(Beginning of DATA TO PROCESS)

// Copyright 2025 Jonas Kruckenberg
//
// Licensed under the Apache License, Version 2.0, <LICENSE-APACHE or
// http://apache.org/licenses/LICENSE-2.0> or the MIT license <LICENSE-MIT or
// http://opensource.org/licenses/MIT>, at your option. This file may not be
// copied, modified, or distributed except according to those terms.

use crate::clock::Clock;
use crate::fatal::{InvariantViolation, fatal};
use crate::loom::loom_const_fn;
use crate::loom::sync::atomic::{AtomicU32, Ordering};
use crate::semaphore::Semaphore;
use crate::spin::SpinPolicy;
use crate::state::{LOCKED_BIT, LockState};
use core::fmt;

/// A waiter that has been parked for longer than this (in nanoseconds) switches the mutex to
/// starvation mode.
pub const STARVATION_THRESHOLD_NS: u64 = 1_000_000;

/// A raw mutual-exclusion lock with an opportunistic fast path and a starvation mode that bounds
/// worst-case waiting time.
///
/// The mutex is generic over its three collaborators:
/// - `S`, the [`Semaphore`] contending threads park on,
/// - `P`, the [`SpinPolicy`] deciding whether to spin before parking,
/// - `C`, the [`Clock`] used to measure how long waiters have been parked.
///
/// Ownership is not tied to a thread: any thread may unlock a mutex that was locked by another.
/// Locking a mutex twice from the same thread deadlocks.
///
/// Most users want the [`lock_api`] wrapper [`Mutex`](crate::Mutex) instead, which guarantees that
/// every `lock` is paired with exactly one `unlock`.
pub struct RawFairMutex<S, P, C> {
    state: AtomicU32,
    sema: S,
    spin: P,
    clock: C,
}

static_assertions::assert_not_impl_any!(RawFairMutex<(), (), ()>: Clone, Copy);

// === impl RawFairMutex ===

impl<S, P, C> RawFairMutex<S, P, C> {
    loom_const_fn! {
        /// Returns a new unlocked mutex using the given collaborators.
        #[must_use]
        pub const fn from_parts(sema: S, spin: P, clock: C) -> Self {
            Self {
                state: AtomicU32::new(LockState::UNLOCKED.into_raw()),
                sema,
                spin,
                clock,
            }
        }
    }

    /// Returns a snapshot of the current state word.
    ///
    /// The snapshot is stale the moment it is returned, it is only useful for diagnostics.
    #[inline]
    pub fn state(&self) -> LockState {
        self.load(Ordering::Relaxed)
    }

    pub fn semaphore(&self) -> &S {
        &self.sema
    }

    pub fn spin_policy(&self) -> &P {
        &self.spin
    }

    pub fn clock(&self) -> &C {
        &self.clock
    }

    #[inline]
    fn load(&self, ordering: Ordering) -> LockState {
        LockState::from_raw(self.state.load(ordering))
    }

    #[inline]
    fn compare_exchange(
        &self,
        current: LockState,
        new: LockState,
        success: Ordering,
    ) -> Result<LockState, LockState> {
        self.state
            .compare_exchange(
                current.into_raw(),
                new.into_raw(),
                success,
                Ordering::Relaxed,
            )
            .map(LockState::from_raw)
            .map_err(LockState::from_raw)
    }
}

impl<S, P, C> RawFairMutex<S, P, C>
where
    S: Semaphore,
    P: SpinPolicy,
    C: Clock,
{
    /// Acquires the mutex, blocking the current thread until it is able to do so.
    ///
    /// There is no timeout and no way to cancel the acquisition.
    #[inline]
    pub fn lock(&self) {
        // Fast path: grab an unlocked mutex without waiters.
        if self
            .compare_exchange(
                LockState::UNLOCKED,
                LockState::UNLOCKED.with(LockState::LOCKED, true),
                Ordering::Acquire,
            )
            .is_err()
        {
            self.lock_slow();
        }
    }

    /// Attempts to acquire the mutex without blocking, returning `true` on success.
    ///
    /// This never barges into a starving mutex even if its lock bit is currently clear, the mutex
    /// is then in the middle of handing ownership to a waiter.
    #[inline]
    pub fn try_lock(&self) -> bool {
        let old = self.load(Ordering::Relaxed);
        if old.is_locked() || old.is_starving() {
            return false;
        }

        self.compare_exchange(old, old.with(LockState::LOCKED, true), Ordering::Acquire)
            .is_ok()
    }

    /// Releases the mutex.
    ///
    /// Aborts the process if the mutex is not locked.
    ///
    /// # Safety
    ///
    /// The mutex must be logically owned by the caller: it was locked through [`Self::lock`] or
    /// [`Self::try_lock`] and that ownership was not yet released, possibly by a different thread.
    #[inline]
    pub unsafe fn unlock(&self) {
        // Fast path: drop the lock bit.
        let old = LockState::from_raw(self.state.fetch_sub(LOCKED_BIT, Ordering::Release));
        if !old.is_locked() {
            fatal(InvariantViolation::UnlockOfUnlocked);
        }

        let new = old.with(LockState::LOCKED, false);
        if new != LockState::UNLOCKED {
            // Outlined slow path to allow inlining the fast path.
            self.unlock_slow(new);
        }
    }

    /// Returns `true` if the mutex is currently owned, including while ownership is being handed
    /// off in starvation mode.
    #[inline]
    pub fn is_locked(&self) -> bool {
        let state = self.load(Ordering::Relaxed);
        state.is_locked() || state.is_starving()
    }

    #[cold]
    fn lock_slow(&self) {
        tracing::trace!(state = ?self.state(), "RawFairMutex::lock_slow");

        let mut wait_start: Option<u64> = None;
        let mut starving = false;
        let mut awoke = false;
        let mut iter = 0;
        let mut old = self.load(Ordering::Relaxed);

        loop {
            // Don't spin in starvation mode, ownership is handed off to waiters so we won't be
            // able to acquire the mutex anyway.
            if old.allows_spinning() && self.spin.can_spin(iter) {
                // Active spinning makes sense. Try to set the woken flag to tell `unlock` not to
                // wake other parked threads, we are going to take the lock ourselves.
                if !awoke
                    && let Some(claimed) = old.claim_woken()
                    && self
                        .compare_exchange(old, claimed, Ordering::Relaxed)
                        .is_ok()
                {
                    awoke = true;
                }
                self.spin.spin_once();
                iter += 1;
                old = self.load(Ordering::Relaxed);
                continue;
            }

            let new = old
                .acquire_candidate(starving, awoke)
                .unwrap_or_else(|violation| fatal(violation));

            if new.is_starving() && !old.is_starving() {
                tracing::trace!(state = ?new, "RawFairMutex: entering starvation mode");
            }

            match self.compare_exchange(old, new, Ordering::Acquire) {
                Ok(_) if old.acquired_by_cas() => break,
                Ok(_) => {}
                Err(actual) => {
                    old = actual;
                    continue;
                }
            }

            // If we were already waiting before, queue at the front of the queue.
            let lifo = wait_start.is_some();
            let start = *wait_start.get_or_insert_with(|| self.clock.now());

            tracing::trace!(lifo, waiters = new.waiters(), "RawFairMutex: parking");
            self.sema.acquire(lifo);

            let waited = self.clock.now().saturating_sub(start);
            starving = starving || waited > STARVATION_THRESHOLD_NS;
            tracing::trace!(waited, starving, "RawFairMutex: woken");

            old = self.load(Ordering::Relaxed);
            if old.is_starving() {
                // Ownership was handed off to us, but the state is inconsistent: the lock bit is
                // not set and we are still accounted as a waiter. Fix that.
                let delta = old
                    .handoff_delta(starving)
                    .unwrap_or_else(|violation| fatal(violation));
                let prev = LockState::from_raw(self.state.fetch_add(delta, Ordering::Acquire));

                tracing::trace!(
                    state = ?prev,
                    exit_starvation = !starving || prev.waiters() == 1,
                    "RawFairMutex: acquired through handoff"
                );
                break;
            }

            awoke = true;
            iter = 0;
        }
    }

    #[cold]
    fn unlock_slow(&self, new: LockState) {
        if new.is_starving() {
            // Starvation mode: hand ownership off to the next waiter. The lock bit is not set,
            // the waiter sets it after wakeup, but the mutex is still considered locked while the
            // starving bit is set so new arrivals won't acquire it.
            self.sema.release(true);
            return;
        }

        let mut old = new;
        // If there are no waiters, or a thread has already been woken or grabbed the lock, no
        // need to wake anyone. Grab the right to wake someone otherwise.
        while let Some(next) = old.wake_candidate() {
            match self.compare_exchange(old, next, Ordering::Relaxed) {
                Ok(_) => {
                    self.sema.release(false);
                    return;
                }
                Err(actual) => old = actual,
            }
        }
    }
}

impl<S, P, C> fmt::Debug for RawFairMutex<S, P, C> {
    fn fmt(&self, f: &mut fmt::Formatter<'_>) -> fmt::Result {
        f.debug_struct("RawFairMutex")
            .field("state", &self.state())
            .finish_non_exhaustive()
    }
}

// Safety: mutual exclusion is provided by the state word, ownership in starvation mode is
// transferred through a `Semaphore` whose contract rules out spurious wakeups.
#[cfg(not(loom))]
unsafe impl<S, P, C> lock_api::RawMutex for RawFairMutex<S, P, C>
where
    S: Semaphore + crate::ConstInit,
    P: SpinPolicy + crate::ConstInit,
    C: Clock + crate::ConstInit,
{
    // Ownership is not tied to the locking thread.
    type GuardMarker = lock_api::GuardSend;

    const INIT: Self = Self::from_parts(S::INIT, P::INIT, C::INIT);

    #[inline]
    fn lock(&self) {
        RawFairMutex::lock(self);
    }

    #[inline]
    fn try_lock(&self) -> bool {
        RawFairMutex::try_lock(self)
    }

    #[inline]
    unsafe fn unlock(&self) {
        // Safety: ensured by caller
        unsafe { RawFairMutex::unlock(self) };
    }

    #[inline]
    fn is_locked(&self) -> bool {
        RawFairMutex::is_locked(self)
    }
}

(End of DATA TO PROCESS)

# EXERCISE DIRECTIONS:
Go through the listing above and write out exactly the lines starting with the one holding "Releases the mutex." and running through the one holding "the lock bit.", ends included, and no others.

# SOLUTION TO THE EXERCISE:
    /// Releases the mutex.
    ///
    /// Aborts the process if the mutex is not locked.
    ///
    /// # Safety
    ///
    /// The mutex must be logically owned by the caller: it was locked through [`Self::lock`] or
    /// [`Self::try_lock`] and that ownership was not yet released, possibly by a different thread.
    #[inline]
    pub unsafe fn unlock(&self) {
        // Fast path: drop the lock bit.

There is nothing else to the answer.